Soft of eye and light of touch,
speak ye little and listen much.
Deosil go by waxing moon,
chanting out the Wiccan runes.
Widdershins go by waning moon,
chanting out the baneful tune.
When the Lady's moon is new,
kiss the hand to her times two.
When the moon rides at her peak,
then the heart's desire seek.
Heed the North wind's mighty gale:
lock the door and trim the sail.
When the wind comes from the South,
love will kiss the on the mouth.
When the Moor wind blows from the West,
departed spirits have no rest.
When the wind blows from the East,
expect the new and set the feast.
Nine woods in the cauldron go,
burn them quick and burn them slow.
Elder be the Lady's tree,
burn it not or cursed ye'll be.
When the wheel begins to turn,
let the Beltane fires burn.
When the wheel has turned to Yule,
light the log and the Horned One rules.
Heed ye flower, bush and tree, by the Lady, Blessed Be.
Where the rippling waters go,
cast a stone, the truth to know.
When ye have and hold a need,
hearken not to others' greed.
With a fool no seasons spend,
or be counted as his friend.
Merry meet and merry part,
bright the cheeks and warm the heart.
Mind the Threefold Law ye should,
three times bad and three times good.
When misfortune is enow,
wear the blue star on thy brow.
True in love ye must ever be,
lest thy love be false to thee.
These words the Wiccan Rede fulfill:
An ye harm none, do what ye will.

Thursday, 3 January 2008

The Law of Busyness

The Law of Busyness is similar to Sod's Law; LoB states that when you think you will have time to do something, whether it is writing a blog, taking on a new element in one's work or whatever, there's some mean little entity out there who goes "Oh yeah? You think you have time, do you?"

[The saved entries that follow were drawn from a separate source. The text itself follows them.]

//! Discovery Registry entry point

use std::net::SocketAddr;
use std::sync::Arc;
use std::time::Duration;

use lattice_mesh::catalog::consul::ConsulCatalog;
use lattice_mesh::config::DiscoverySettings;
use lattice_mesh::discovery::{router, DiscoveryService};
use lattice_mesh::messaging::connect_publisher;
use tokio::signal;
use tokio::sync::watch;
use tracing::{info, warn};
use tracing_subscriber::{fmt, prelude::*, EnvFilter};

#[tokio::main]
async fn main() -> anyhow::Result<()> {
    let filter = EnvFilter::try_from_default_env().unwrap_or_else(|_| EnvFilter::new("info"));
    tracing_subscriber::registry()
        .with(filter)
        .with(fmt::layer().json())
        .init();

    let settings = DiscoverySettings::load()?;
    info!(
        port = settings.port,
        consul = %settings.consul_address,
        "discovery server starting"
    );

    let catalog = Arc::new(ConsulCatalog::new(&settings.consul_address)?);
    let publisher = connect_publisher(settings.rabbitmq_url.as_deref()).await?;

    let service = Arc::new(DiscoveryService::new(catalog, publisher));
    let app = router(service);

    let (shutdown_tx, shutdown_rx) = watch::channel(false);
    tokio::spawn(async move {
        shutdown_signal().await;
        info!("shutting down discovery server");
        let _ = shutdown_tx.send(true);
    });

    let addr = format!("0.0.0.0:{}", settings.port);
    let listener = tokio::net::TcpListener::bind(&addr).await?;
    info!(addr = %addr, "discovery server listening");

    let mut serve_rx = shutdown_rx.clone();
    let server = axum::serve(
        listener,
        app.into_make_service_with_connect_info::<SocketAddr>(),
    )
    .with_graceful_shutdown(async move {
        let _ = serve_rx.changed().await;
    });

    let mut grace_rx = shutdown_rx;
    tokio::select! {
        result = server => result?,
        _ = async {
            let _ = grace_rx.changed().await;
            tokio::time::sleep(Duration::from_secs(5)).await;
        } => warn!("graceful shutdown timed out"),
    }

    info!("discovery server shut down");
    Ok(())
}

/// Completes on Ctrl+C or SIGTERM.
async fn shutdown_signal() {
    let ctrl_c = async {
        signal::ctrl_c().await.expect("failed to install Ctrl+C handler");
    };

    #[cfg(unix)]
    let terminate = async {
        signal::unix::signal(signal::unix::SignalKind::terminate())
            .expect("failed to install signal handler")
            .recv()
            .await;
    };

    #[cfg(not(unix))]
    let terminate = std::future::pending::<()>();

    tokio::select! {
        _ = ctrl_c => {},
        _ = terminate => {},
    }
}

The Law of Busyness happened to me recently. My cat business was going along, but not very lively, my web business was doing nicely, but not to the point where I was worrying how I'd get everything done and I decided to take on an new element in my work which is lecturing on Web and business skills. Silly old me also set up this blog. "Loadsa time!" thought I and then the Law of Busyness kicked in, rather like Sod's Law. Suddenly, I had more cats than I knew what to do with, new customers came whooshing into the Web business and before I knew where I was, there I am, having sleepless nights worrying about how to get it all done.

Still, there's nothing like having a blog as a displacement activity. I have an eCommerce site to sort out using a new technology that is bleeding edge. Bleeding edge (in front of leading edge and called bleeding because it hurts) means it's me who bleeds because there isn't a nice, glossy manual telling me how to do it, I have to struggle through the demented ramblings of a developer who wasn't properly introduced to the English language or to the concept that there are other people out there who may not be living on planet propellerhead.

Ah well, there are 24 hours in every day and for most of them I will be sitting in front of this infernal little box trying to make things do what they are supposed to do. I just need to desist from the displacement activity!